WHAT IS BEING ASKED. How do the records below read from their first line through the line containing "(never the one"? Write those lines out exactly.
[Opening DATA EXCERPTS section]
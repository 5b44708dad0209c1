//! Lazily populated pool of live engines

use std::collections::HashMap;
use std::sync::Arc;

use tokio::sync::mpsc::UnboundedSender;

use super::{EngineEvent, EngineFactory, PageEngine, TabNavigationSink};
use crate::session::TabId;
use crate::snapshot::SnapshotCache;

/// A live engine together with its dedicated sink
#[derive(Clone)]
pub struct EngineHandle {
    pub engine: Arc<dyn PageEngine>,
    pub sink: Arc<TabNavigationSink>,
}

impl EngineHandle {
    pub fn tab_id(&self) -> TabId {
        self.sink.tab_id()
    }
}

struct PoolEntry {
    handle: EngineHandle,
    last_used: u64,
}

/// Engines keyed by tab id
///
/// Engines are created on first access and survive tab switches. When more
/// than `max_resident` are live, the least recently used one (never the one
/// being requested) is discarded; its tab reloads from the persisted URL on
/// the next activation.
pub struct EngineInstancePool {
    factory: Arc<dyn EngineFactory>,
    events: UnboundedSender<EngineEvent>,
    snapshots: Arc<SnapshotCache>,
    entries: HashMap<TabId, PoolEntry>,
    max_resident: usize,
    clock: u64,
}

impl EngineInstancePool {
    pub fn new(
        factory: Arc<dyn EngineFactory>,
        events: UnboundedSender<EngineEvent>,
        snapshots: Arc<SnapshotCache>,
        max_resident: usize,
    ) -> Self {
        Self {
            factory,
            events,
            snapshots,
            entries: HashMap::new(),
            max_resident: max_resident.max(1),
            clock: 0,
        }
    }

    /// Return the engine for `tab_id`, creating it on first access
    pub fn get(&mut self, tab_id: TabId) -> EngineHandle {
        self.clock += 1;
        let now = self.clock;

        if let Some(entry) = self.entries.get_mut(&tab_id) {
            entry.last_used = now;
            return entry.handle.clone();
        }

        let sink = Arc::new(TabNavigationSink::new(tab_id, self.events.clone()));
        let engine = self.factory.create(tab_id, sink.clone());
        let handle = EngineHandle { engine, sink };
        self.entries.insert(
            tab_id,
            PoolEntry {
                handle: handle.clone(),
                last_used: now,
            },
        );
        log::debug!("Created engine for tab {} ({} live)", tab_id, self.entries.len());

        self.evict_excess(tab_id);
        handle
    }

    /// Return the engine for `tab_id` without creating one
    pub fn peek(&self, tab_id: TabId) -> Option<EngineHandle> {
        self.entries.get(&tab_id).map(|e| e.handle.clone())
    }

    /// Tear down the engine for a deleted tab and drop its snapshot
    pub fn remove(&mut self, tab_id: TabId) {
        if let Some(entry) = self.entries.remove(&tab_id) {
            shutdown(&entry.handle);
            log::debug!("Removed engine for tab {}", tab_id);
        }
        self.snapshots.remove(tab_id);
    }

    /// Tear down every engine and drop all snapshots
    pub fn clear_all(&mut self) {
        for (_, entry) in self.entries.drain() {
            shutdown(&entry.handle);
        }
        self.snapshots.clear_all();
        log::info!("Cleared engine pool");
    }

    pub fn contains(&self, tab_id: TabId) -> bool {
        self.entries.contains_key(&tab_id)
    }

    /// Number of live engines
    pub fn len(&self) -> usize {
        self.entries.len()
    }

    pub fn is_empty(&self) -> bool {
        self.entries.is_empty()
    }

    fn evict_excess(&mut self, keep: TabId) {
        while self.entries.len() > self.max_resident {
            let victim = self
                .entries
                .iter()
                .filter(|(id, _)| **id != keep)
                .min_by_key(|(_, entry)| entry.last_used)
                .map(|(id, _)| *id);

            let Some(victim) = victim else {
                break;
            };
            if let Some(entry) = self.entries.remove(&victim) {
                shutdown(&entry.handle);
                log::info!("Suspended idle engine for tab {}", victim);
            }
        }
    }
}

fn shutdown(handle: &EngineHandle) {
    handle.engine.stop_loading();
    handle.engine.clear_content();
}

#[cfg(test)]
mod tests {
    use super::*;
    use crate::engine::{ScriptedEngineFactory, ScriptedWeb};
    use tokio::sync::mpsc;

    fn pool(
        max_resident: usize,
    ) -> (EngineInstancePool, Arc<ScriptedEngineFactory>, tempfile::TempDir) {
        let dir = tempfile::tempdir().unwrap();
        let snapshots = Arc::new(SnapshotCache::new(dir.path(), 300, 70));
        let factory = Arc::new(ScriptedEngineFactory::new(Arc::new(ScriptedWeb::new())));
        let (tx, _rx) = mpsc::unbounded_channel();
        let pool = EngineInstancePool::new(factory.clone(), tx, snapshots, max_resident);
        (pool, factory, dir)
    }

    #[test]
    fn test_get_is_idempotent() {
        let (mut pool, factory, _dir) = pool(8);
        let id = TabId::new();

        let first = pool.get(id);
        let second = pool.get(id);
        assert!(Arc::ptr_eq(&first.engine, &second.engine));
        assert!(Arc::ptr_eq(&first.sink, &second.sink));
        assert_eq!(factory.created(), 1);
        assert_eq!(first.tab_id(), id);
    }

    #[test]
    fn test_no_proactive_construction() {
        let (mut pool, factory, _dir) = pool(8);
        pool.get(TabId::new());
        assert_eq!(pool.len(), 1);
        assert!(pool.peek(TabId::new()).is_none());
        assert_eq!(factory.created(), 1);
    }

    #[test]
    fn test_remove_tears_down_engine() {
        let (mut pool, factory, _dir) = pool(8);
        let id = TabId::new();
        let first = pool.get(id);
        first.engine.load("https://example.com/");
        assert!(first.engine.has_content());

        pool.remove(id);
        assert!(!pool.contains(id));
        assert!(!first.engine.has_content());

        let second = pool.get(id);
        assert!(!Arc::ptr_eq(&first.engine, &second.engine));
        assert_eq!(factory.created(), 2);
    }

    #[test]
    fn test_clear_all() {
        let (mut pool, _factory, _dir) = pool(8);
        pool.get(TabId::new());
        pool.get(TabId::new());
        pool.clear_all();
        assert!(pool.is_empty());
    }

    #[test]
    fn test_evicts_least_recently_used() {
        let (mut pool, _factory, _dir) = pool(2);
        let a = TabId::new();
        let b = TabId::new();
        let c = TabId::new();

        pool.get(a);
        pool.get(b);
        pool.get(a);
        pool.get(c);

        assert_eq!(pool.len(), 2);
        assert!(pool.contains(a));
        assert!(!pool.contains(b));
        assert!(pool.contains(c));
    }
}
[Closing DATA EXCERPTS section]
YOUR RESPONSE.
repository 5b44708dad0209c1
//! Lazily populated pool of live engines

use std::collections::HashMap;
use std::sync::Arc;

use tokio::sync::mpsc::UnboundedSender;

use super::{EngineEvent, EngineFactory, PageEngine, TabNavigationSink};
use crate::session::TabId;
use crate::snapshot::SnapshotCache;

/// A live engine together with its dedicated sink
#[derive(Clone)]
pub struct EngineHandle {
    pub engine: Arc<dyn PageEngine>,
    pub sink: Arc<TabNavigationSink>,
}

impl EngineHandle {
    pub fn tab_id(&self) -> TabId {
        self.sink.tab_id()
    }
}

struct PoolEntry {
    handle: EngineHandle,
    last_used: u64,
}

/// Engines keyed by tab id
///
/// Engines are created on first access and survive tab switches. When more
/// than `max_resident` are live, the least recently used one (never the one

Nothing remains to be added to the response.